Will you return, word for word, only the lines from the top of the data below down to and including the one with "#[derive(Debug, Clone, PartialEq, Serialize, Deserialize)]"?

## Stored data entries

§ §

//! The stage seam: typed input/output envelopes, the [`Stage`] trait, and
//! the ordered registry the pipeline runner walks.
//!
//! Stages are black boxes to the orchestrator: news ingestion, script
//! generation, TTS, rendering all implement the same contract and carry
//! their payloads as tagged JSON in `data`. The executor supplies
//! everything around the contract: retries, fallback bookkeeping, quality
//! gating, persistence.

use std::sync::Arc;
use std::time::Duration;

use async_trait::async_trait;
use serde::{Deserialize, Serialize};
use serde_json::Value;
use tokio::sync::Semaphore;

use crate::artifacts::ArtifactRef;
use crate::control::CancelToken;
use crate::cost::CostTracker;
use crate::errors::NexusError;
use crate::fallback::{FallbackOutcome, ProviderTier};
use crate::quality::{GateKind, QualityMetrics};
use crate::state::QualityContext;

// ── Config ─────────────────────────────────────────────────────────────

/// Per-stage execution knobs.
///
/// Every I/O path must live under `timeout`; a stage without one is a
/// contract violation, so the default is finite.
#[derive(Debug, Clone, PartialEq, Serialize, Deserialize)]
pub struct StageConfig {
    #[serde(with = "duration_millis")]
    pub timeout: Duration,
    pub retries: u32,
    #[serde(skip_serializing_if = "Option::is_none")]
    pub max_concurrency: Option<usize>,
    /// Stage-specific settings, opaque to the orchestrator.
    #[serde(default)]
    pub extra: Value,
}

impl Default for StageConfig {
    fn default() -> Self {
        Self {
            timeout: Duration::from_secs(120),
            retries: 3,
            max_concurrency: None,
            extra: Value::Null,
        }
    }
}

mod duration_millis {
    use super::Duration;
    use serde::{Deserialize, Deserializer, Serializer};

    pub fn serialize<S: Serializer>(d: &Duration, s: S) -> Result<S::Ok, S::Error> {
        s.serialize_u64(d.as_millis() as u64)
    }

    pub fn deserialize<'de, D: Deserializer<'de>>(d: D) -> Result<Duration, D::Error> {
        Ok(Duration::from_millis(u64::deserialize(d)?))
    }
}

// ── Input / output envelopes ───────────────────────────────────────────

/// Everything a stage receives.
#[derive(Clone)]
pub struct StageInput {
    pub pipeline_id: String,
    /// Stage's own registered name.
    pub stage: String,
    pub previous_stage: Option<String>,
    /// Tagged payload assembled from prior stage outputs.
    pub data: Value,
    pub config: StageConfig,
    /// Inbound degradation context (read-only for the stage).
    pub quality: QualityContext,
    pub cancel: CancelToken,
    /// Cost scope; calls recorded here land under this stage's name.
    pub costs: CostTracker,
}

/// Provider attribution for a stage result.
#[derive(Debug, Clone, PartialEq, Eq, Serialize, Deserialize)]
pub struct ProviderInfo {
    pub name: String,
    pub tier: ProviderTier,
    pub attempts: u32,
}

impl<T> From<&FallbackOutcome<T>> for ProviderInfo {
    fn from(outcome: &FallbackOutcome<T>) -> Self {
        Self {
            name: outcome.provider.clone(),
            tier: outcome.tier,
            attempts: outcome.attempts,
        }
    }
}

/// Everything a stage returns. Duration and cost are stamped on by the
/// executor, not the stage body.
#[derive(Debug, Clone, Default)]
pub struct StageOutput {
    pub data: Value,
    pub artifacts: Vec<ArtifactRef>,
    pub metrics: Option<QualityMetrics>,
    pub provider: Option<ProviderInfo>,
    pub warnings: Vec<String>,
}

impl StageOutput {
    #[must_use]
    pub fn new(data: Value) -> Self {
        Self {
            data,
            ..Default::default()
        }
    }

    #[must_use]
    pub fn with_artifacts(mut self, artifacts: Vec<ArtifactRef>) -> Self {
        self.artifacts = artifacts;
        self
    }

    #[must_use]
    pub fn with_metrics(mut self, metrics: QualityMetrics) -> Self {
        self.metrics = Some(metrics);
        self
    }

    #[must_use]
    pub fn with_provider(mut self, provider: ProviderInfo) -> Self {
        self.provider = Some(provider);
        self
    }

    #[must_use]
    pub fn with_warning(mut self, warning: impl Into<String>) -> Self {
        self.warnings.push(warning.into());
        self
    }
}

// ── Stage trait ────────────────────────────────────────────────────────

/// One named unit of work in the pipeline.
///
/// # Contract
///
/// * Compose [`run_with_retry`](crate::retry::run_with_retry) and
///   [`run_with_fallback`](crate::fallback::run_with_fallback) internally;
///   the executor only reads the final error's severity.
/// * Respect `input.cancel` on long I/O; the executor also races the whole
///   call against the token and the stage timeout.
/// * Record billable calls on `input.costs`.
#[async_trait]
pub trait Stage: Send + Sync {
    async fn execute(&self, input: StageInput) -> Result<StageOutput, NexusError>;
}

// ── Registry ───────────────────────────────────────────────────────────

struct StageEntry {
    name: String,
    stage: Arc<dyn Stage>,
    gate: Option<GateKind>,
}

/// Ordered name → stage mapping; registration order is execution order.
#[derive(Default)]
pub struct StageRegistry {
    entries: Vec<StageEntry>,
}

impl StageRegistry {
    #[must_use]
    pub fn new() -> Self {
        Self::default()
    }

    /// Register a stage without a quality gate.
    #[must_use]
    pub fn register(self, name: impl Into<String>, stage: impl Stage + 'static) -> Self {
        self.register_entry(name, Arc::new(stage), None)
    }

    /// Register a stage wired to a named quality gate.
    #[must_use]
    pub fn register_gated(
        self,
        name: impl Into<String>,
        stage: impl Stage + 'static,
        gate: GateKind,
    ) -> Self {
        self.register_entry(name, Arc::new(stage), Some(gate))
    }

    /// Register a pre-wrapped stage.
    #[must_use]
    pub fn register_shared(
        self,
        name: impl Into<String>,
        stage: Arc<dyn Stage>,
        gate: Option<GateKind>,
    ) -> Self {
        self.register_entry(name, stage, gate)
    }

    fn register_entry(
        mut self,
        name: impl Into<String>,
        stage: Arc<dyn Stage>,
        gate: Option<GateKind>,
    ) -> Self {
        let name = name.into();
        debug_assert!(
            !self.entries.iter().any(|e| e.name == name),
            "duplicate stage name: {name}"
        );
        self.entries.push(StageEntry { name, stage, gate });
        self
    }

    /// Stage names in execution order.
    #[must_use]
    pub fn order(&self) -> Vec<String> {
        self.entries.iter().map(|e| e.name.clone()).collect()
    }

    #[must_use]
    pub fn contains(&self, name: &str) -> bool {
        self.entries.iter().any(|e| e.name == name)
    }

    #[must_use]
    pub fn position(&self, name: &str) -> Option<usize> {
        self.entries.iter().position(|e| e.name == name)
    }

    #[must_use]
    pub fn get(&self, name: &str) -> Option<Arc<dyn Stage>> {
        self.entries
            .iter()
            .find(|e| e.name == name)
            .map(|e| Arc::clone(&e.stage))
    }

    #[must_use]
    pub fn gate_for(&self, name: &str) -> Option<GateKind> {
        self.entries.iter().find(|e| e.name == name).and_then(|e| e.gate)
    }

    #[must_use]
    pub fn len(&self) -> usize {
        self.entries.len()
    }

    #[must_use]
    pub fn is_empty(&self) -> bool {
        self.entries.is_empty()
    }
}

// ── Intra-stage fan-out ────────────────────────────────────────────────

/// Run `work` over `items` with at most `max_concurrency` in flight.
///
/// One worker's failure never cancels its siblings; the caller composes
/// the per-item results after all finish.
pub async fn fan_out<I, T, F, Fut>(
    max_concurrency: usize,
    items: Vec<I>,
    work: F,
) -> Vec<Result<T, NexusError>>
where
    I: Send + 'static,
    T: Send + 'static,
    F: Fn(I) -> Fut,
    Fut: Future<Output = Result<T, NexusError>> + Send + 'static,
{
    let semaphore = Arc::new(Semaphore::new(max_concurrency.max(1)));
    let handles: Vec<_> = items
        .into_iter()
        .map(|item| {
            let permit_source = Arc::clone(&semaphore);
            let fut = work(item);
            tokio::spawn(async move {
                let _permit = permit_source.acquire_owned().await.expect("semaphore open");
                fut.await
            })
        })
        .collect();

    let mut results = Vec::with_capacity(handles.len());
    for handle in handles {
        match handle.await {
            Ok(result) => results.push(result),
            Err(join_err) => results.push(Err(NexusError::wrap_unclassified(&join_err, "fan-out"))),
        }
    }
    results
}

// ── Tests ──────────────────────────────────────────────────────────────
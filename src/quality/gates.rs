//! The seven concrete gate checks.
//!
//! Pure functions over stage metrics. Thresholds are the canonical
//! production constants; tests pin every boundary.

use serde_json::json;

use super::{QualityMetrics, QualityReport, ReviewItem, WordSegment};
use crate::errors::Severity;

// ── Thresholds ─────────────────────────────────────────────────────────

pub const WORD_COUNT_MIN: u32 = 1200;
pub const WORD_COUNT_MAX: u32 = 1800;
pub const MAX_SILENCE_PCT: f64 = 5.0;
pub const MAX_AUDIO_SYNC_MS: u32 = 100;
pub const THUMBNAIL_VARIANTS: u32 = 3;
/// Unknown-term budget; flagging is strictly greater-than.
pub const MAX_UNKNOWN_TERMS: u32 = 3;
pub const MIN_PRONUNCIATION_ACCURACY_PCT: f64 = 98.0;
pub const MIX_DURATION_TOLERANCE: f64 = 0.01;
pub const MAX_PEAK_DB: f64 = -0.5;
pub const VOICE_PEAK_MIN_DB: f64 = -9.0;
pub const VOICE_PEAK_MAX_DB: f64 = -3.0;
pub const MAX_MUSIC_PEAK_DB: f64 = -18.0;
pub const MIN_WORD_MATCH_RATIO: f64 = 0.9;
pub const MAX_WORD_GAP_SECS: f64 = 0.5;
pub const MAX_TIMESTAMP_PROCESSING_SECS: f64 = 60.0;

const EXCERPT_CHARS: usize = 280;

// ── Script generation ──────────────────────────────────────────────────

/// Word count must land in `[1200, 1800]`; outside fails recoverably and
/// queues the script excerpt for review.
#[must_use]
pub fn check_script_gen(stage: &str, word_count: u32, excerpt: &str) -> QualityReport {
    let flag = if word_count < WORD_COUNT_MIN {
        Some("word-count-low")
    } else if word_count > WORD_COUNT_MAX {
        Some("word-count-high")
    } else {
        None
    };
    let Some(flag) = flag else {
        return QualityReport::pass(stage);
    };

    let clipped: String = excerpt.chars().take(EXCERPT_CHARS).collect();
    QualityReport::fail(
        stage,
        "NEXUS_SCRIPT_WORD_COUNT",
        Severity::Recoverable,
        format!("word count {word_count} outside [{WORD_COUNT_MIN}, {WORD_COUNT_MAX}]"),
    )
    .with_flag(flag)
    .with_review_item(ReviewItem {
        kind: flag.to_string(),
        stage: stage.to_string(),
        summary: format!("script word count {word_count}"),
        detail: json!({ "word_count": word_count, "excerpt": clipped }),
    })
}

// ── TTS ────────────────────────────────────────────────────────────────

/// Silence share and clipping are quality degradations, not failures; the
/// duration is recorded as a warning-free metric.
#[must_use]
pub fn check_tts(
    stage: &str,
    silence_pct: f64,
    clipping_detected: bool,
    duration_secs: f64,
) -> QualityReport {
    let mut report = QualityReport::pass(stage);
    if silence_pct >= MAX_SILENCE_PCT {
        report = QualityReport::degraded(
            stage,
            format!("silence {silence_pct:.1}% at or above {MAX_SILENCE_PCT}%"),
        );
    }
    if clipping_detected {
        let warning = "clipping detected in synthesized audio";
        report = match report.status {
            super::GateStatus::Pass => QualityReport::degraded(stage, warning),
            _ => report.with_warning(warning),
        };
    }
    let _ = duration_secs;
    report
}

// ── Render ─────────────────────────────────────────────────────────────

#[must_use]
pub fn check_render(stage: &str, frame_drops: u32, audio_sync_ms: u32) -> QualityReport {
    let mut report = QualityReport::pass(stage);
    if frame_drops > 0 {
        report = QualityReport::degraded(stage, format!("{frame_drops} dropped frames"));
    }
    if audio_sync_ms >= MAX_AUDIO_SYNC_MS {
        let warning = format!("audio sync offset {audio_sync_ms}ms at or above {MAX_AUDIO_SYNC_MS}ms");
        report = match report.status {
            super::GateStatus::Pass => QualityReport::degraded(stage, warning),
            _ => report.with_warning(warning),
        };
    }
    report
}

// ── Thumbnail ──────────────────────────────────────────────────────────

/// Exactly three variants or the stage fails.
#[must_use]
pub fn check_thumbnail(stage: &str, variants: u32) -> QualityReport {
    if variants == THUMBNAIL_VARIANTS {
        QualityReport::pass(stage)
    } else {
        QualityReport::fail(
            stage,
            "NEXUS_THUMBNAIL_VARIANT_COUNT",
            Severity::Recoverable,
            format!("expected {THUMBNAIL_VARIANTS} thumbnail variants, got {variants}"),
        )
    }
}

// ── Pronunciation ──────────────────────────────────────────────────────

/// Accuracy below the floor fails; more than [`MAX_UNKNOWN_TERMS`] unknown
/// terms degrades and queues a review item.
#[must_use]
pub fn check_pronunciation(stage: &str, unknown_terms: u32, accuracy_pct: f64) -> QualityReport {
    if accuracy_pct <= MIN_PRONUNCIATION_ACCURACY_PCT {
        return QualityReport::fail(
            stage,
            "NEXUS_PRONUNCIATION_ACCURACY",
            Severity::Recoverable,
            format!("accuracy {accuracy_pct:.2}% not above {MIN_PRONUNCIATION_ACCURACY_PCT}%"),
        );
    }
    if unknown_terms > MAX_UNKNOWN_TERMS {
        return QualityReport::degraded(
            stage,
            format!("{unknown_terms} unknown terms exceed budget of {MAX_UNKNOWN_TERMS}"),
        )
        .with_review_item(ReviewItem {
            kind: "unknown-terms".to_string(),
            stage: stage.to_string(),
            summary: format!("{unknown_terms} terms missing pronunciation entries"),
            detail: json!({ "unknown_terms": unknown_terms }),
        });
    }
    QualityReport::pass(stage)
}

// ── Audio mix ──────────────────────────────────────────────────────────

/// Duration drift beyond 1% of target is critical; level violations
/// degrade.
#[must_use]
pub fn check_audio_mix(stage: &str, metrics: &QualityMetrics) -> QualityReport {
    let QualityMetrics::AudioMix {
        duration_secs,
        target_duration_secs,
        peak_db,
        voice_peak_db,
        music_peak_db,
        ducking_applied,
    } = metrics
    else {
        return QualityReport::fail(
            stage,
            "NEXUS_QUALITY_METRICS_MISMATCH",
            Severity::Recoverable,
            "audio-mix gate called without audio-mix metrics",
        );
    };

    let drift = (duration_secs - target_duration_secs).abs();
    if drift > target_duration_secs * MIX_DURATION_TOLERANCE {
        return QualityReport::fail(
            stage,
            "NEXUS_AUDIO_DURATION_DRIFT",
            Severity::Critical,
            format!(
                "mix duration {duration_secs:.2}s off target {target_duration_secs:.2}s by more than 1%"
            ),
        );
    }

    let mut warnings = Vec::new();
    if *peak_db >= MAX_PEAK_DB {
        warnings.push(format!("master peak {peak_db:.1} dB at or above {MAX_PEAK_DB} dB"));
    }
    if *voice_peak_db < VOICE_PEAK_MIN_DB || *voice_peak_db > VOICE_PEAK_MAX_DB {
        warnings.push(format!(
            "voice peak {voice_peak_db:.1} dB outside [{VOICE_PEAK_MIN_DB}, {VOICE_PEAK_MAX_DB}] dB"
        ));
    }
    if *ducking_applied
        && let Some(music) = music_peak_db
        && *music >= MAX_MUSIC_PEAK_DB
    {
        warnings.push(format!(
            "ducked music peak {music:.1} dB at or above {MAX_MUSIC_PEAK_DB} dB"
        ));
    }

    if warnings.is_empty() {
        QualityReport::pass(stage)
    } else {
        let mut report = QualityReport::degraded(stage, warnings[0].clone());
        for w in &warnings[1..] {
            report = report.with_warning(w.clone());
        }
        report
    }
}

// ── Timestamp extraction ───────────────────────────────────────────────

/// Any overlap between consecutive words in a segment is critical; wide
/// gaps, weak match ratio, or slow processing degrade.
#[must_use]
pub fn check_timestamps(
    stage: &str,
    segments: &[WordSegment],
    word_match_ratio: f64,
    processing_secs: f64,
) -> QualityReport {
    for (seg_idx, segment) in segments.iter().enumerate() {
        for pair in segment.words.windows(2) {
            let (prev, next) = (&pair[0], &pair[1]);
            if next.start_secs < prev.end_secs {
                return QualityReport::fail(
                    stage,
                    "NEXUS_TIMESTAMPS_NON_MONOTONIC",
                    Severity::Critical,
                    format!(
                        "segment {seg_idx}: '{}' starts at {:.3}s before '{}' ends at {:.3}s",
                        next.word, next.start_secs, prev.word, prev.end_secs
                    ),
                );
            }
        }
    }

    let mut warnings = Vec::new();
    for (seg_idx, segment) in segments.iter().enumerate() {
        for pair in segment.words.windows(2) {
            let gap = pair[1].start_secs - pair[0].end_secs;
            if gap > MAX_WORD_GAP_SECS {
                warnings.push(format!(
                    "segment {seg_idx}: {:.0}ms gap after '{}'",
                    gap * 1000.0,
                    pair[0].word
                ));
            }
        }
    }
    if word_match_ratio < MIN_WORD_MATCH_RATIO {
        warnings.push(format!(
            "word match ratio {word_match_ratio:.2} below {MIN_WORD_MATCH_RATIO}"
        ));
    }
    if processing_secs >= MAX_TIMESTAMP_PROCESSING_SECS {
        warnings.push(format!(
            "timestamp extraction took {processing_secs:.0}s"
        ));
    }

    if warnings.is_empty() {
        QualityReport::pass(stage)
    } else {
        let mut report = QualityReport::degraded(stage, warnings[0].clone());
        for w in &warnings[1..] {
            report = report.with_warning(w.clone());
        }
        report
    }
}

// ── Tests ──────────────────────────────────────────────────────────────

§ §

## EXERCISE OUTPUT
//! The stage seam: typed input/output envelopes, the [`Stage`] trait, and
//! the ordered registry the pipeline runner walks.
//!
//! Stages are black boxes to the orchestrator: news ingestion, script
//! generation, TTS, rendering all implement the same contract and carry
//! their payloads as tagged JSON in `data`. The executor supplies
//! everything around the contract: retries, fallback bookkeeping, quality
//! gating, persistence.

use std::sync::Arc;
use std::time::Duration;

use async_trait::async_trait;
use serde::{Deserialize, Serialize};
use serde_json::Value;
use tokio::sync::Semaphore;

use crate::artifacts::ArtifactRef;
use crate::control::CancelToken;
use crate::cost::CostTracker;
use crate::errors::NexusError;
use crate::fallback::{FallbackOutcome, ProviderTier};
use crate::quality::{GateKind, QualityMetrics};
use crate::state::QualityContext;

// ── Config ─────────────────────────────────────────────────────────────

/// Per-stage execution knobs.
///
/// Every I/O path must live under `timeout`; a stage without one is a
/// contract violation, so the default is finite.
#[derive(Debug, Clone, PartialEq, Serialize, Deserialize)]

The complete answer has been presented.